Mumsnet has not checked the qualifications of anyone posting here. If you need help urgently or expert advice, please see our domestic violence webguide and/or relationships webguide. Many Mumsnetters experiencing domestic abuse have found this thread helpful: Listen up, everybody

All I do is cry

27 replies

Sundayblues21 · 06/09/2021 20:51

I ended things with my ea dh a couple of months ago and I'm really struggling.
Although I was the one to end it, I felt backed into a corner as I just couldn't take it anymore.
I still love him, but he has done nothing to show that he is willing to put any work into fixing this, even though I've told him how I'm feeling and how his words and actions have affected me.
He's found a new 'friend' too which really stings.
I am so, so low about it all.
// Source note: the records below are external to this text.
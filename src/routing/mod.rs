//! Routing subsystem: flow resolution.
//!
//! # Data Flow
//! ```text
//! Deployment:
//!     FlowConfig[]
//!     → flow.rs (build flows, compile selector paths via pattern.rs)
//!     → Freeze as immutable Vec<Arc<Flow>>
//!
//! Per request:
//!     ExecutionContext (method, path-info, attributes)
//!     → router.rs (walk flows in declaration order)
//!     → matcher.rs (HTTP filter, then condition filter)
//!     → Return: matching flows, possibly empty
//! ```
//!
//! # Design Decisions
//! - Patterns compiled at deploy time, shared between flows
//! - Deterministic: same input always resolves the same flows
//! - Every selector kind present on a flow must match (AND)

pub mod flow;
pub mod matcher;
pub mod pattern;
pub mod router;

pub use flow::Flow;
pub use matcher::{
    ConditionSelector, ConditionSelectorFilter, HttpSelector, HttpSelectorFilter, Selector,
    SelectorFilter, SelectorKind,
};
pub use pattern::{CompiledPattern, PathPatternCache};
pub use router::FlowResolver;
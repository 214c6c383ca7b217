//! Circuit breaker for backend protection.
//!
//! # States
//! - Closed: normal operation, requests pass through
//! - Open: backend assumed down, requests fail fast
//! - Half-Open: testing if backend recovered
//!
//! # State Transitions
//! ```text
//! Closed → Open: window of `max_failures` calls is full and every call failed or was slow
//! Open → Half-Open: after `open_state_duration`
//! Half-Open → Closed: the single trial call succeeds (window reset)
//! Half-Open → Open: the trial call fails (duration restarts)
//! ```
//!
//! # Design Decisions
//! - Fail fast in Open state (no waiting for timeout)
//! - Single trial in Half-Open (prevents hammering recovering backend)
//! - Open → Half-Open is evaluated lazily on the next call, no timer task
//! - The lock guards one breaker only and is never held across an await

use std::collections::VecDeque;
use std::sync::{Mutex, MutexGuard};
use std::time::Duration;

use tokio::time::Instant;

use crate::config::FailoverConfig;
use crate::observability::metrics;

/// Failure rate (failed calls / window) at which the breaker opens.
pub const FAILURE_RATE_THRESHOLD: f64 = 1.0;
/// Slow call rate (slow calls / window) at which the breaker opens.
pub const SLOW_CALL_RATE_THRESHOLD: f64 = 1.0;

/// Breaker state.
#[derive(Debug, Clone, Copy, PartialEq, Eq)]
pub enum CircuitState {
    Closed,
    Open,
    HalfOpen,
}

impl CircuitState {
    fn as_gauge(self) -> f64 {
        match self {
            CircuitState::Closed => 0.0,
            CircuitState::HalfOpen => 1.0,
            CircuitState::Open => 2.0,
        }
    }
}

/// Tuning of a breaker, derived from the failover configuration.
#[derive(Debug, Clone, Copy, PartialEq, Eq)]
pub struct BreakerSettings {
    /// Number of calls in the sliding window.
    pub window_size: usize,
    /// Calls slower than this count as slow.
    pub slow_call_duration: Duration,
    /// How long the breaker stays open.
    pub open_state_duration: Duration,
}

impl From<&FailoverConfig> for BreakerSettings {
    fn from(config: &FailoverConfig) -> Self {
        Self {
            window_size: config.max_failures.max(1) as usize,
            slow_call_duration: Duration::from_millis(config.slow_call_duration_ms),
            open_state_duration: Duration::from_millis(config.open_state_duration_ms),
        }
    }
}

#[derive(Debug, Clone, Copy, PartialEq, Eq)]
enum Outcome {
    Success,
    Slow,
    Failure,
}

#[derive(Debug)]
struct Inner {
    state: CircuitState,
    window: VecDeque<Outcome>,
    opened_at: Option<Instant>,
    trial_in_flight: bool,
}

/// A keyed failure-tracking state machine.
#[derive(Debug)]
pub struct CircuitBreaker {
    key: String,
    settings: BreakerSettings,
    inner: Mutex<Inner>,
}

impl CircuitBreaker {
    pub fn new(key: impl Into<String>, settings: BreakerSettings) -> Self {
        Self {
            key: key.into(),
            settings,
            inner: Mutex::new(Inner {
                state: CircuitState::Closed,
                window: VecDeque::with_capacity(settings.window_size),
                opened_at: None,
                trial_in_flight: false,
            }),
        }
    }

    pub fn key(&self) -> &str {
        &self.key
    }

    pub fn settings(&self) -> &BreakerSettings {
        &self.settings
    }

    /// Current state, after applying an elapsed open duration.
    pub fn state(&self) -> CircuitState {
        let mut inner = self.lock();
        self.refresh(&mut inner);
        inner.state
    }

    /// Ask permission for a call. `None` means the call must be rejected.
    pub fn try_acquire(&self) -> Option<CallPermit<'_>> {
        let mut inner = self.lock();
        self.refresh(&mut inner);

        let state = inner.state;
        match state {
            CircuitState::Closed => Some(CallPermit::new(self, false)),
            CircuitState::Open => None,
            CircuitState::HalfOpen if inner.trial_in_flight => None,
            CircuitState::HalfOpen => {
                inner.trial_in_flight = true;
                tracing::debug!(breaker = %self.key, "Trial call permitted");
                Some(CallPermit::new(self, true))
            }
        }
    }

    fn lock(&self) -> MutexGuard<'_, Inner> {
        self.inner.lock().unwrap_or_else(|e| e.into_inner())
    }

    fn refresh(&self, inner: &mut Inner) {
        if inner.state != CircuitState::Open {
            return;
        }
        let elapsed = inner
            .opened_at
            .map_or(true, |at| at.elapsed() >= self.settings.open_state_duration);
        if elapsed {
            inner.trial_in_flight = false;
            self.transition(inner, CircuitState::HalfOpen);
        }
    }

    fn transition(&self, inner: &mut Inner, to: CircuitState) {
        let from = inner.state;
        inner.state = to;
        match to {
            CircuitState::Open => {
                inner.opened_at = Some(Instant::now());
                tracing::warn!(
                    breaker = %self.key,
                    from = ?from,
                    open_for_ms = self.settings.open_state_duration.as_millis() as u64,
                    "Circuit breaker opened"
                );
            }
            CircuitState::HalfOpen => {
                tracing::info!(breaker = %self.key, "Circuit breaker half-open");
            }
            CircuitState::Closed => {
                inner.window.clear();
                inner.opened_at = None;
                tracing::info!(breaker = %self.key, "Circuit breaker closed");
            }
        }
        metrics::record_circuit_state(&self.key, to.as_gauge());
    }

    fn should_open(&self, window: &VecDeque<Outcome>) -> bool {
        let len = window.len() as f64;
        let failures = window.iter().filter(|o| **o == Outcome::Failure).count() as f64;
        let slow = window.iter().filter(|o| **o == Outcome::Slow).count() as f64;

        failures / len >= FAILURE_RATE_THRESHOLD
            || slow / len >= SLOW_CALL_RATE_THRESHOLD
            || (failures + slow) / len >= FAILURE_RATE_THRESHOLD.max(SLOW_CALL_RATE_THRESHOLD)
    }

    fn record(&self, outcome: Outcome, trial: bool) {
        let mut inner = self.lock();

        let state = inner.state;
        match state {
            CircuitState::Closed => {
                inner.window.push_back(outcome);
                while inner.window.len() > self.settings.window_size {
                    inner.window.pop_front();
                }
                if inner.window.len() == self.settings.window_size && self.should_open(&inner.window) {
                    self.transition(&mut inner, CircuitState::Open);
                }
            }
            CircuitState::HalfOpen if trial => {
                inner.trial_in_flight = false;
                if outcome == Outcome::Success {
                    self.transition(&mut inner, CircuitState::Closed);
                } else {
                    self.transition(&mut inner, CircuitState::Open);
                }
            }
            // Late outcome of a call admitted before the last transition.
            _ => {}
        }
    }

    fn release_trial(&self) {
        let mut inner = self.lock();
        if inner.state == CircuitState::HalfOpen {
            inner.trial_in_flight = false;
        }
    }
}

/// Permission for one call. Record its outcome exactly once.
#[derive(Debug)]
#[must_use = "the outcome of a permitted call must be recorded"]
pub struct CallPermit<'a> {
    breaker: &'a CircuitBreaker,
    trial: bool,
    recorded: bool,
}

impl<'a> CallPermit<'a> {
    fn new(breaker: &'a CircuitBreaker, trial: bool) -> Self {
        Self {
            breaker,
            trial,
            recorded: false,
        }
    }

    /// Returns true if this permit is the Half-Open trial.
    pub fn is_trial(&self) -> bool {
        self.trial
    }

    /// The call completed; calls slower than the threshold count as slow.
    pub fn on_success(mut self, elapsed: Duration) {
        self.recorded = true;
        let outcome = if elapsed > self.breaker.settings.slow_call_duration {
            Outcome::Slow
        } else {
            Outcome::Success
        };
        self.breaker.record(outcome, self.trial);
    }

    /// The call failed or timed out.
    pub fn on_failure(mut self) {
        self.recorded = true;
        self.breaker.record(Outcome::Failure, self.trial);
    }
}

impl Drop for CallPermit<'_> {
    fn drop(&mut self) {
        // A cancelled trial frees the slot without deciding the state.
        if !self.recorded && self.trial {
            self.breaker.release_trial();
        }
    }
}
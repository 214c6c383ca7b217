//! Flow resolution.
//!
//! # Responsibilities
//! - Run every selector filter over the API's flows
//! - Return the flows that pass all filters, in declaration order
//!
//! # Design Decisions
//! - Flow lists are immutable after deployment (shared without locks)
//! - Cheap HTTP filter runs before the condition filter
//! - No match is an empty list, not an error

use std::sync::Arc;

use crate::context::ExecutionContext;
use crate::el::ExpressionEvaluator;
use crate::observability::metrics;
use crate::routing::flow::Flow;
use crate::routing::matcher::{ConditionSelectorFilter, HttpSelectorFilter, SelectorFilter};

#[derive(Debug)]
pub struct FlowResolver {
    filters: Vec<Box<dyn SelectorFilter>>,
}

impl FlowResolver {
    /// Resolver with the HTTP filter followed by the condition filter.
    pub fn new(evaluator: Arc<dyn ExpressionEvaluator>) -> Self {
        Self::with_filters(vec![
            Box::new(HttpSelectorFilter),
            Box::new(ConditionSelectorFilter::new(evaluator)),
        ])
    }

    pub fn with_filters(filters: Vec<Box<dyn SelectorFilter>>) -> Self {
        Self { filters }
    }

    /// Flows applying to the request, in the order of `flows`.
    pub async fn resolve(&self, ctx: &ExecutionContext, flows: &[Arc<Flow>]) -> Vec<Arc<Flow>> {
        if ctx.is_interrupted() {
            return Vec::new();
        }

        let mut resolved = Vec::new();
        for flow in flows {
            if flow.is_enabled() && self.accepts(ctx, flow).await {
                resolved.push(flow.clone());
            }
        }

        tracing::debug!(
            request_id = %ctx.request_id(),
            candidates = flows.len(),
            resolved = resolved.len(),
            "Flows resolved"
        );
        metrics::record_flows_resolved(resolved.len());
        resolved
    }

    async fn accepts(&self, ctx: &ExecutionContext, flow: &Flow) -> bool {
        for filter in &self.filters {
            if !filter.filter(ctx, flow).await {
                tracing::trace!(request_id = %ctx.request_id(), flow = %flow.name(), "Flow excluded");
                return false;
            }
        }
        true
    }
}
I feel hurt, rejected and frankly rubbish.
I've started counselling which is helping me see some of his behaviour for what it is, but it feels like I'm just fighting fires with it as every time I go hes done something else for me to talk about.
I feel like I will never, ever, recover from the hurt and damage that's been done and it doesn't look like he cares at all.

I feel discarded, like I was only there to serve a purpose to him and now I've stopped doing that, he's done with me.
I don't think I'll ever trust anyone again.
Has anyone else felt like this and it get better?
I worry I'm going to end up bitter and lonely whilst he waltzes off into his best life.

OP posts:
Hopeful22 · 08/09/2021 21:05

@Sundayblues21 it's a viscous cycle but that's what he wants you to think that you can never escape from it but you can ...you will learn to process the hurt and grief of the relationship but you cannot go back and you have nothing to apologise to him for !!! He wants you to think it's your fault, but it's not , it's him . But you will never make him understand that , ever.
So grieve and mourn the relationship....but then move on, knowing you've done right thing x

Fireflygal · 08/09/2021 21:10

@Hopeful22, I am so sorry you are going through this as well. I had a previous relationship break up before Ex so know the difference.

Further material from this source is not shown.